Reading the asset's width and height is no longer exposed on the player itself. If you need the underlying video's intrinsic dimensions, fetch them from the Data API GET /v1/medias/{hashed_id} endpoint, which returns each asset with its width and height. To reserve the right amount of layout space at render time without a fetch, set the aspect attribute on the embed.

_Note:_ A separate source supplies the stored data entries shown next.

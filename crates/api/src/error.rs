use acolyte_core::error::CoreError;
use acolyte_core::home_world::AssignmentError;
use axum::http::StatusCode;
use axum::response::{IntoResponse, Response};
use serde_json::json;

/// Application-level error type for HTTP handlers.
///
/// Wraps [`CoreError`] for domain errors and adds HTTP-specific variants.
/// Implements [`IntoResponse`] to produce consistent JSON error responses.
#[derive(Debug, thiserror::Error)]
pub enum AppError {
    /// A domain-level error from `acolyte_core`.
    #[error(transparent)]
    Core(#[from] CoreError),

    /// A database error from sqlx.
    #[error("Database error: {0}")]
    Database(#[from] sqlx::Error),

    /// A bad request with a human-readable message.
    #[error("Bad request: {0}")]
    BadRequest(String),
}

/// Convenience type alias for handler return values.
pub type AppResult<T> = Result<T, AppError>;

impl From<validator::ValidationErrors> for AppError {
    fn from(errors: validator::ValidationErrors) -> Self {
        AppError::Core(CoreError::Validation(errors.to_string()))
    }
}

impl From<AssignmentError<sqlx::Error>> for AppError {
    fn from(err: AssignmentError<sqlx::Error>) -> Self {
        match err {
            AssignmentError::InvalidInput(msg) => AppError::Core(CoreError::InvalidInput(msg)),
            AssignmentError::NotFound(id) => AppError::Core(CoreError::NotFound {
                entity: "Character",
                id,
            }),
            AssignmentError::Storage(err) => AppError::Database(err),
        }
    }
}

impl IntoResponse for AppError {
    fn into_response(self) -> Response {
        let (status, code, message) = match &self {
            // --- CoreError variants ---
            AppError::Core(core) => match core {
                CoreError::NotFound { entity, id } => (
                    StatusCode::NOT_FOUND,
                    "NOT_FOUND",
                    format!("{entity} with id {id} not found"),
                ),
                CoreError::Validation(msg) => {
                    (StatusCode::BAD_REQUEST, "VALIDATION_ERROR", msg.clone())
                }
                CoreError::InvalidInput(msg) => (
                    StatusCode::UNPROCESSABLE_ENTITY,
                    "INVALID_INPUT",
                    msg.clone(),
                ),
            },

            // --- Database errors ---
            AppError::Database(err) => classify_sqlx_error(err),

            // --- HTTP-specific errors ---
            AppError::BadRequest(msg) => (StatusCode::BAD_REQUEST, "BAD_REQUEST", msg.clone()),
        };

        let body = json!({
            "error": message,
            "code": code,
        });

        (status, axum::Json(body)).into_response()
    }
}

/// Classify a sqlx error into an HTTP status, error code, and message.
///
/// - `RowNotFound` and foreign key violations map to 404.
/// - Unique constraint violations (constraint name starting with `uq_`) map to 409.
/// - Check constraint violations map to 400.
/// - Everything else maps to 500 with a sanitized message.
fn classify_sqlx_error(err: &sqlx::Error) -> (StatusCode, &'static str, String) {
    match err {
        sqlx::Error::RowNotFound => (
            StatusCode::NOT_FOUND,
            "NOT_FOUND",
            "Resource not found".to_string(),
        ),
        sqlx::Error::Database(db_err) => {
            let constraint = db_err.constraint().unwrap_or("unknown");
            match db_err.code().as_deref() {
                // foreign_key_violation
                Some("23503") => {
                    return (
                        StatusCode::NOT_FOUND,
                        "NOT_FOUND",
                        format!("Referenced resource not found ({constraint})"),
                    );
                }
                // unique_violation
                Some("23505") if constraint.starts_with("uq_") => {
                    return (
                        StatusCode::CONFLICT,
                        "CONFLICT",
                        format!("Duplicate value violates unique constraint: {constraint}"),
                    );
                }
                // check_violation
                Some("23514") => {
                    return (
                        StatusCode::BAD_REQUEST,
                        "VALIDATION_ERROR",
                        format!("Value violates check constraint: {constraint}"),
                    );
                }
                _ => {}
            }
            tracing::error!(error = %db_err, "Database error");
            (
                StatusCode::INTERNAL_SERVER_ERROR,
                "INTERNAL_ERROR",
                "An internal error occurred".to_string(),
            )
        }
        other => {
            tracing::error!(error = %other, "Database error");
            (
                StatusCode::INTERNAL_SERVER_ERROR,
                "INTERNAL_ERROR",
                "An internal error occurred".to_string(),
            )
        }
    }
}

React component event timing

<WistiaPlayer> is a thin wrapper around <wistia-player> and follows the same event lifecycle. A few patterns to watch for when porting React code:

  • onApiReady does not fire synchronously on mount. If your code calls play() or seekTo() from a useEffect that depends on the ref, gate the call on onApiReady instead.
  • Methods on the ref require the API to be ready. Calling myPlayer.current.play() before api-ready is a no-op. Use the ref pattern from Player Methods and trigger from event handlers or user actions, not directly inside render or mount effects.
  • Programmatic seeks fire seeking and seeked the same as user-initiated seeks — there is no separate "internal seek" event. If you need to distinguish them, set a flag in your code before calling currentTime = ... and clear it inside the seeked handler.

For the full React API, see Aurora React Component.